Escarabajo pelotero
«De modo que la superioridad manifiesta tiene un aroma característico, inimitable, a foie de pato especiado cubierto de una pátina de cebolla caramelizada, caviar blanco y trufas» – se dijo a sí mismo mientras se deleitaba con la actitud solícita del camarero; bien disponiendo los cubiertos, bien sirviendo plato tras plato, bien descorchando una botella de vino que habría dormido el sueño de los justos si no la hubiera reclamado alguien de su valía. No obstante, y aunque se esforzaba con un interés exacerbado en eliminar de su memoria todo recuerdo anterior a la existencia de lo que vino a ser denominado el prodigio – y no solo por él, que conste, pues conservaba con exquisita pulcritud cada recorte de prensa, reseña o incluso elogio personal más tarde manuscrito que detallara las virtudes que aglutinaba –, en otro tiempo la realidad constituía poco más que un continuo devenir de miserias, de rechazos, de ilusiones truncadas y de, digámoslo llanamente, patadas en los cojones.

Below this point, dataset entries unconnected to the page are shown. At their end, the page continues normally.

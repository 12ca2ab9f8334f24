use ts::SourceFile;

use crate::ngcc::host::DecoratedFile;

/// Finds the decorated classes exported by a file of a bundle.
pub trait FileParser<'a> {
    /// Decorated classes reachable from the exports of `file`, grouped by the file
    /// that declares them.
    fn parse_file(&self, file: &'a SourceFile) -> Vec<DecoratedFile<'a>>;
}
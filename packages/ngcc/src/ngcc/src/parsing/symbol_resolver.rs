use std::collections::HashSet;

use ts::{SourceFile, SymbolId, TypeChecker};

use crate::ngtsc::logging::Logger;

/// Resolves the exports of a module to the symbols that own their declarations.
pub struct SymbolResolver<'a> {
    checker: &'a dyn TypeChecker,
    max_alias_hops: usize,
    logger: &'a dyn Logger,
}

impl<'a> SymbolResolver<'a> {
    pub fn new(checker: &'a dyn TypeChecker, max_alias_hops: usize, logger: &'a dyn Logger) -> Self {
        Self {
            checker,
            max_alias_hops,
            logger,
        }
    }

    /// One entry per exported name, in export order. Unresolvable exports are
    /// dropped; a file without a module symbol yields nothing.
    pub fn resolve(&self, file: &SourceFile) -> Vec<SymbolId> {
        let Some(module_symbol) = self.checker.get_symbol_at_location(file) else {
            self.logger
                .debug(&format!("{} has no module symbol", file.file_name()));
            return Vec::new();
        };
        self.checker
            .get_exports_of_module(module_symbol)
            .into_iter()
            .filter_map(|symbol| self.get_original_symbol(symbol))
            .collect()
    }

    /// Follows `symbol` through alias hops to the first symbol that is not an alias.
    pub fn get_original_symbol(&self, symbol: SymbolId) -> Option<SymbolId> {
        let mut visited = HashSet::new();
        let mut current = symbol;
        while self.checker.is_alias(current) {
            if !visited.insert(current) {
                self.logger.debug(&format!(
                    "Skipping export '{}': alias cycle",
                    self.symbol_name(symbol)
                ));
                return None;
            }
            if visited.len() > self.max_alias_hops {
                self.logger.debug(&format!(
                    "Skipping export '{}': more than {} alias hops",
                    self.symbol_name(symbol),
                    self.max_alias_hops
                ));
                return None;
            }
            let Some(next) = self.checker.get_immediate_aliased_symbol(current) else {
                self.logger.debug(&format!(
                    "Skipping export '{}': alias '{}' does not resolve",
                    self.symbol_name(symbol),
                    self.symbol_name(current)
                ));
                return None;
            };
            current = next;
        }
        Some(current)
    }

    fn symbol_name(&self, symbol: SymbolId) -> &'a str {
        self.checker
            .get_symbol(symbol)
            .map_or("<unknown>", |symbol| symbol.name.as_str())
    }
}
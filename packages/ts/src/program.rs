use std::collections::{HashMap, VecDeque};
use std::path::PathBuf;

use serde::Deserialize;
use thiserror::Error;

use crate::binder::bind_source_file;
use crate::module_resolution::{join, normalize_path};
use crate::node::{Declaration, DeclarationId, FileId, SourceFile};
use crate::symbol::{Symbol, SymbolId};
use crate::type_checker::TypeChecker;
use crate::DiagnosticWithLocation;

#[derive(Debug, Clone, Default, PartialEq, Deserialize)]
#[serde(rename_all = "camelCase", default)]
pub struct CompilerOptions {
    pub allow_js: Option<bool>,
    pub base_url: Option<String>,
    pub root_dir: Option<String>,
}

#[derive(Debug, Error)]
pub enum ProgramError {
    #[error("no root files were given")]
    NoRootFiles,
    #[error("file '{file_name}' not found")]
    FileNotFound { file_name: String },
}

/// File access used while building a program.
pub trait CompilerHost {
    fn get_current_directory(&self) -> String;
    fn get_canonical_file_name(&self, file_name: &str) -> String;
    fn use_case_sensitive_file_names(&self) -> bool;
    fn file_exists(&self, file_name: &str) -> bool;
    fn read_file(&self, file_name: &str) -> Option<String>;
}

/// Host backed by the real file system.
#[derive(Debug, Clone)]
pub struct SystemCompilerHost {
    current_directory: PathBuf,
}

impl SystemCompilerHost {
    pub fn new(current_directory: impl Into<PathBuf>) -> Self {
        Self {
            current_directory: current_directory.into(),
        }
    }
}

impl CompilerHost for SystemCompilerHost {
    fn get_current_directory(&self) -> String {
        self.current_directory.to_string_lossy().replace('\\', "/")
    }

    fn get_canonical_file_name(&self, file_name: &str) -> String {
        file_name.replace('\\', "/")
    }

    fn use_case_sensitive_file_names(&self) -> bool {
        !cfg!(any(windows, target_os = "macos"))
    }

    fn file_exists(&self, file_name: &str) -> bool {
        std::fs::metadata(file_name).is_ok_and(|metadata| metadata.is_file())
    }

    fn read_file(&self, file_name: &str) -> Option<String> {
        std::fs::read_to_string(file_name).ok()
    }
}

/// A set of bound source files sharing one symbol table.
#[derive(Debug, Default)]
pub struct Program {
    options: CompilerOptions,
    root_names: Vec<String>,
    source_files: Vec<SourceFile>,
    files_by_name: HashMap<String, FileId>,
    declarations: Vec<Declaration>,
    symbols: Vec<Symbol>,
    diagnostics: Vec<DiagnosticWithLocation>,
}

impl Program {
    /// Loads, parses and binds `root_names` and every file they reach through
    /// relative imports and re-exports.
    pub fn create(
        root_names: &[&str],
        options: CompilerOptions,
        host: &dyn CompilerHost,
    ) -> Result<Program, ProgramError> {
        if root_names.is_empty() {
            return Err(ProgramError::NoRootFiles);
        }
        let mut program = Program {
            options,
            ..Program::default()
        };
        let current_directory = host.get_current_directory();

        let mut queue = VecDeque::new();
        for root in root_names {
            let file_name = host.get_canonical_file_name(&normalize_path(&join(&current_directory, root)));
            if !host.file_exists(&file_name) {
                return Err(ProgramError::FileNotFound { file_name });
            }
            program.root_names.push(file_name.clone());
            queue.push_back(file_name);
        }

        while let Some(file_name) = queue.pop_front() {
            if program.files_by_name.contains_key(&file_name) {
                continue;
            }
            let Some(text) = host.read_file(&file_name) else {
                if program.root_names.contains(&file_name) {
                    return Err(ProgramError::FileNotFound { file_name });
                }
                continue;
            };
            let dependencies = bind_source_file(&mut program, file_name, text, host);
            queue.extend(
                dependencies
                    .into_iter()
                    .filter(|dependency| !program.files_by_name.contains_key(dependency)),
            );
        }

        Ok(program)
    }

    pub fn options(&self) -> &CompilerOptions {
        &self.options
    }

    pub fn get_root_file_names(&self) -> &[String] {
        &self.root_names
    }

    pub fn get_source_files(&self) -> &[SourceFile] {
        &self.source_files
    }

    pub fn get_source_file(&self, file_name: &str) -> Option<&SourceFile> {
        self.files_by_name
            .get(file_name)
            .and_then(|id| self.source_file(*id))
    }

    pub fn source_file(&self, id: FileId) -> Option<&SourceFile> {
        self.source_files.get(id.index())
    }

    pub fn declaration(&self, id: DeclarationId) -> Option<&Declaration> {
        self.declarations.get(id.index())
    }

    pub fn symbol(&self, id: SymbolId) -> Option<&Symbol> {
        self.symbols.get(id.index())
    }

    pub fn get_syntactic_diagnostics(&self) -> &[DiagnosticWithLocation] {
        &self.diagnostics
    }

    pub fn get_type_checker(&self) -> &dyn TypeChecker {
        self
    }

    // --- Binder support ---

    pub(crate) fn add_source_file(&mut self, file_name: String) -> FileId {
        let id = FileId::new(self.source_files.len());
        self.files_by_name.insert(file_name.clone(), id);
        self.source_files.push(SourceFile::new(id, file_name, String::new()));
        id
    }

    pub(crate) fn source_file_mut(&mut self, id: FileId) -> &mut SourceFile {
        &mut self.source_files[id.index()]
    }

    pub(crate) fn add_declaration(&mut self, mut declaration: Declaration) -> DeclarationId {
        let id = DeclarationId::new(self.declarations.len());
        declaration.id = id;
        self.declarations.push(declaration);
        id
    }

    pub(crate) fn add_symbol(&mut self, mut symbol: Symbol) -> SymbolId {
        let id = SymbolId::new(self.symbols.len());
        symbol.id = id;
        self.symbols.push(symbol);
        id
    }

    pub(crate) fn symbol_mut(&mut self, id: SymbolId) -> &mut Symbol {
        &mut self.symbols[id.index()]
    }

    pub(crate) fn add_diagnostic(&mut self, diagnostic: DiagnosticWithLocation) {
        self.diagnostics.push(diagnostic);
    }
}
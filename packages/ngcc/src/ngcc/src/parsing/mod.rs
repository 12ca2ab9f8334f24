pub mod declaration;
pub mod esm2015_parser;
pub mod file_grouping;
pub mod file_parser;
pub mod symbol_resolver;

use ts::{Program, SourceFile};

use super::config::{BundleFormat, NgccParsingOptions};
use super::host::{DecoratedFile, Esm2015ReflectionHost, Esm5ReflectionHost};
use crate::ngtsc::logging::Logger;

pub use declaration::{CandidateDeclaration, DeclarationExtractor};
pub use esm2015_parser::{Esm2015FileParser, Esm5FileParser};
pub use file_grouping::FileGroupingIndex;
pub use file_parser::FileParser;
pub use symbol_resolver::SymbolResolver;

/// Creates the parser for bundles of `options.format`.
pub fn create_file_parser<'a>(
    program: &'a Program,
    options: &NgccParsingOptions,
    logger: &'a dyn Logger,
) -> Box<dyn FileParser<'a> + 'a> {
    let checker = program.get_type_checker();
    match options.format {
        BundleFormat::Esm2015 => Box::new(Esm2015FileParser::new(
            checker,
            Esm2015ReflectionHost::new(checker),
            options.max_alias_hops,
            logger,
        )),
        BundleFormat::Esm5 => Box::new(Esm5FileParser::new(
            checker,
            Esm5ReflectionHost::new(checker),
            options.max_alias_hops,
            logger,
        )),
    }
}

/// Parses each entry point in turn, concatenating the results in entry order.
pub fn parse_entry_points<'a>(
    parser: &dyn FileParser<'a>,
    entry_points: &[&'a SourceFile],
) -> Vec<DecoratedFile<'a>> {
    entry_points
        .iter()
        .copied()
        .flat_map(|entry_point| parser.parse_file(entry_point))
        .collect()
}
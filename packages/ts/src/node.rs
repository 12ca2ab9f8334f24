//! Owned node model.
//!
//! The binder lowers the oxc AST of each source file into these nodes so that
//! declarations can outlive the parser arena and be shared by every consumer of
//! the program.

use indexmap::IndexMap;

use crate::symbol::{ModuleReference, SymbolId};

/// Identity of a source file inside a program.
#[derive(Debug, Clone, Copy, PartialEq, Eq, Hash, PartialOrd, Ord)]
pub struct FileId(u32);

impl FileId {
    pub fn new(index: usize) -> Self {
        FileId(index as u32)
    }

    pub fn index(self) -> usize {
        self.0 as usize
    }
}

/// Identity of a declaration node inside a program.
#[derive(Debug, Clone, Copy, PartialEq, Eq, Hash, PartialOrd, Ord)]
pub struct DeclarationId(u32);

impl DeclarationId {
    pub fn new(index: usize) -> Self {
        DeclarationId(index as u32)
    }

    pub fn index(self) -> usize {
        self.0 as usize
    }
}

/// Byte range of a node in its source file.
#[derive(Debug, Clone, Copy, PartialEq, Eq, Hash, Default)]
pub struct Span {
    pub start: u32,
    pub end: u32,
}

impl Span {
    pub fn new(start: u32, end: u32) -> Self {
        Self { start, end }
    }

    pub fn len(&self) -> u32 {
        self.end.saturating_sub(self.start)
    }

    pub fn is_empty(&self) -> bool {
        self.len() == 0
    }
}

impl From<oxc_span::Span> for Span {
    fn from(span: oxc_span::Span) -> Self {
        Span::new(span.start, span.end)
    }
}

#[derive(Debug, Clone, PartialEq)]
pub struct SourceFile {
    pub id: FileId,
    pub file_name: String,
    pub text: String,
    /// Top-level statements in source order.
    pub statements: Vec<Statement>,
    pub is_declaration_file: bool,
    pub(crate) module_symbol: Option<SymbolId>,
    pub(crate) locals: IndexMap<String, SymbolId>,
    pub(crate) exports: IndexMap<String, SymbolId>,
    pub(crate) export_stars: Vec<ModuleReference>,
}

impl SourceFile {
    pub fn new(id: FileId, file_name: impl Into<String>, text: impl Into<String>) -> Self {
        let file_name = file_name.into();
        let is_declaration_file = file_name.ends_with(".d.ts");
        Self {
            id,
            file_name,
            text: text.into(),
            statements: Vec::new(),
            is_declaration_file,
            module_symbol: None,
            locals: IndexMap::new(),
            exports: IndexMap::new(),
            export_stars: Vec::new(),
        }
    }

    pub fn file_name(&self) -> &str {
        &self.file_name
    }

    /// A file with at least one import or export statement.
    pub fn is_external_module(&self) -> bool {
        self.module_symbol.is_some()
    }

    pub fn module_symbol(&self) -> Option<SymbolId> {
        self.module_symbol
    }

    /// Symbol bound to `name` at the top level of this file.
    pub fn local(&self, name: &str) -> Option<SymbolId> {
        self.locals.get(name).copied()
    }

    /// Names exported directly by this file, in source order.
    pub fn export_names(&self) -> impl Iterator<Item = &str> {
        self.exports.keys().map(|name| name.as_str())
    }

    pub fn text_of(&self, span: Span) -> &str {
        self.text
            .get(span.start as usize..span.end as usize)
            .unwrap_or_default()
    }
}

#[derive(Debug, Clone, PartialEq)]
pub enum Statement {
    /// A top-level declaration bound into the program.
    Declaration(DeclarationId),
    Expression(Expression),
    Return(Option<Expression>),
    /// A function declaration nested inside another function body.
    Function(FunctionNode),
    /// A class declaration nested inside a function body.
    Class(ClassNode),
    /// A variable statement nested inside a function body.
    Variable(Vec<VariableDeclarationNode>),
    Other,
}

#[derive(Debug, Clone, PartialEq)]
pub struct Declaration {
    pub id: DeclarationId,
    /// The file that physically contains the node.
    pub file: FileId,
    pub span: Span,
    pub kind: DeclarationKind,
    /// Declared with `declare` or inside a declaration file.
    pub is_ambient: bool,
}

impl Declaration {
    /// Whether the node introduces a runtime value.
    ///
    /// Interfaces, type aliases, ambient declarations and body-less function
    /// signatures only exist at the type level.
    pub fn is_value_declaration(&self) -> bool {
        if self.is_ambient {
            return false;
        }
        match &self.kind {
            DeclarationKind::Class(_)
            | DeclarationKind::Variable(_)
            | DeclarationKind::Enum { .. }
            | DeclarationKind::Namespace { .. }
            | DeclarationKind::ExportAssignment { .. } => true,
            DeclarationKind::Function(function) => function.body.is_some(),
            DeclarationKind::Interface { .. } | DeclarationKind::TypeAlias { .. } => false,
        }
    }

    /// The simple name the declaration binds, if it has one.
    pub fn name(&self) -> Option<&str> {
        match &self.kind {
            DeclarationKind::Class(class) => class.name.as_deref(),
            DeclarationKind::Variable(variable) => variable.name.as_identifier(),
            DeclarationKind::Function(function) => function.name.as_deref(),
            DeclarationKind::Enum { name }
            | DeclarationKind::Namespace { name }
            | DeclarationKind::Interface { name }
            | DeclarationKind::TypeAlias { name } => Some(name),
            DeclarationKind::ExportAssignment { .. } => None,
        }
    }

    pub fn kind_name(&self) -> &'static str {
        match &self.kind {
            DeclarationKind::Class(_) => "class",
            DeclarationKind::Variable(_) => "variable",
            DeclarationKind::Function(_) => "function",
            DeclarationKind::Enum { .. } => "enum",
            DeclarationKind::Namespace { .. } => "namespace",
            DeclarationKind::Interface { .. } => "interface",
            DeclarationKind::TypeAlias { .. } => "type alias",
            DeclarationKind::ExportAssignment { .. } => "export assignment",
        }
    }
}

#[derive(Debug, Clone, PartialEq)]
pub enum DeclarationKind {
    Class(ClassNode),
    Variable(VariableDeclarationNode),
    Function(FunctionNode),
    Enum { name: String },
    Namespace { name: String },
    Interface { name: String },
    TypeAlias { name: String },
    /// `export default <expression>`
    ExportAssignment { expression: Expression },
}

#[derive(Debug, Clone, Copy, PartialEq, Eq)]
pub enum VariableKeyword {
    Var,
    Let,
    Const,
}

#[derive(Debug, Clone, PartialEq)]
pub struct VariableDeclarationNode {
    pub name: BindingName,
    pub keyword: VariableKeyword,
    pub initializer: Option<Expression>,
}

/// The binding target of a variable declarator.
#[derive(Debug, Clone, PartialEq, Eq)]
pub enum BindingName {
    Identifier(String),
    /// `{ a, b: c }` with the identifiers it binds.
    ObjectPattern(Vec<String>),
    /// `[a, b]` with the identifiers it binds.
    ArrayPattern(Vec<String>),
}

impl BindingName {
    pub fn as_identifier(&self) -> Option<&str> {
        match self {
            BindingName::Identifier(name) => Some(name),
            _ => None,
        }
    }

    pub fn bound_names(&self) -> Vec<&str> {
        match self {
            BindingName::Identifier(name) => vec![name.as_str()],
            BindingName::ObjectPattern(names) | BindingName::ArrayPattern(names) => {
                names.iter().map(|name| name.as_str()).collect()
            }
        }
    }
}

#[derive(Debug, Clone, PartialEq)]
pub struct ClassNode {
    pub name: Option<String>,
    pub span: Span,
    pub decorators: Vec<DecoratorNode>,
    pub heritage: Option<Box<Expression>>,
    pub members: Vec<ClassElement>,
}

impl ClassNode {
    pub fn static_property(&self, name: &str) -> Option<&ClassElement> {
        self.members.iter().find(|member| {
            member.is_static && member.kind == ClassElementKind::Property && member.name == name
        })
    }
}

#[derive(Debug, Clone, Copy, PartialEq, Eq)]
pub enum ClassElementKind {
    Constructor,
    Method,
    Getter,
    Setter,
    Property,
}

#[derive(Debug, Clone, PartialEq)]
pub struct ClassElement {
    pub name: String,
    pub kind: ClassElementKind,
    pub is_static: bool,
    pub value: Option<Expression>,
    pub decorators: Vec<DecoratorNode>,
}

#[derive(Debug, Clone, PartialEq)]
pub struct FunctionNode {
    pub name: Option<String>,
    pub span: Span,
    /// `None` for overload signatures and ambient functions.
    pub body: Option<Vec<Statement>>,
    pub is_arrow: bool,
}

#[derive(Debug, Clone, PartialEq)]
pub struct DecoratorNode {
    pub expression: Expression,
    pub span: Span,
}

#[derive(Debug, Clone, PartialEq)]
pub struct ObjectProperty {
    pub key: String,
    pub value: Expression,
}

/// Expression subset needed to read decorator metadata. Parentheses are
/// dropped during lowering; anything else is kept as source text.
#[derive(Debug, Clone, PartialEq)]
pub enum Expression {
    Identifier(String),
    StringLiteral(String),
    NumericLiteral(f64),
    BooleanLiteral(bool),
    Null,
    Array(Vec<Expression>),
    Object(Vec<ObjectProperty>),
    Call {
        callee: Box<Expression>,
        arguments: Vec<Expression>,
    },
    PropertyAccess {
        object: Box<Expression>,
        name: String,
    },
    Assignment {
        target: Box<Expression>,
        value: Box<Expression>,
    },
    Sequence(Vec<Expression>),
    Class(Box<ClassNode>),
    Function(Box<FunctionNode>),
    Other(String),
}

impl Expression {
    pub fn identifier(name: impl Into<String>) -> Self {
        Expression::Identifier(name.into())
    }

    pub fn call(callee: Expression, arguments: Vec<Expression>) -> Self {
        Expression::Call {
            callee: Box::new(callee),
            arguments,
        }
    }

    pub fn property_access(object: Expression, name: impl Into<String>) -> Self {
        Expression::PropertyAccess {
            object: Box::new(object),
            name: name.into(),
        }
    }

    pub fn as_identifier(&self) -> Option<&str> {
        match self {
            Expression::Identifier(name) => Some(name),
            _ => None,
        }
    }

    /// Looks through chained assignments such as `X = X_1 = class X {}`.
    pub fn skip_assignments(&self) -> &Expression {
        let mut current = self;
        while let Expression::Assignment { value, .. } = current {
            current = value;
        }
        current
    }

    pub fn property(&self, key: &str) -> Option<&Expression> {
        match self {
            Expression::Object(properties) => properties
                .iter()
                .find(|property| property.key == key)
                .map(|property| &property.value),
            _ => None,
        }
    }
}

Extrajo una pequeña libreta de tapas negras del bolsillo interior de su chaqueta Massimo Dutti – tenía dos, arregladas a medida porque era de espaldas industriales, esto es, durante los años de revolución adolescente tuvo que encorsetar su columna con un andamiaje de hierros; y nunca hubiera soñado, ni de lejos, comprar al menos una camisa de saldo en Zara y menos que una costurera de mirada lánguida le tomara medidas haciéndole cosquillas bajo el sobaco – y tomó nota de un pensamiento fugaz:
– El oficio de escribir se parece al trabajo del escarabajo pelotero.
Se sonrió. Consideró que aquella sentencia estaba totalmente justificada. Ambos, el escarabajo pelotero y él, dos criaturas insignificantes, infectas, nauseabundas para el mundo y el mundo literario en particular, pero que habían obrado el prodigio de construir una enorme bola en base al detritus del rebaño o de una Olivetti y al final engendrar en el cálido abrigo de su interior una hermosa crisálida.
Subrayó las palabras «escarabajo pelotero» y anotó en el margen de la pequeña hoja el término «crisálida». Le pareció un buen título. «Cri… sá… li… da» repitió para sí. Tenía sonoridad, aunque en el fondo, y lo sabía por experiencia, el título era lo de menos.
Garrapatas
El presidente del jurado se levantó de su silla, parapetado entre la concejal de Cultura, una rubia de carnes prietas y pestañas empastadas de rímel, y el archivero local, que bostezaba de soslayo, y pidió un aplauso para el autor del relato ganador.
– Pido un enérgico aplauso para Don Ernesto Pilfa, autor del relato «La crisálida y la taza de váter de José Bonaparte», primer premio del Certamen de Relato Literario Villa de Ventjaloux…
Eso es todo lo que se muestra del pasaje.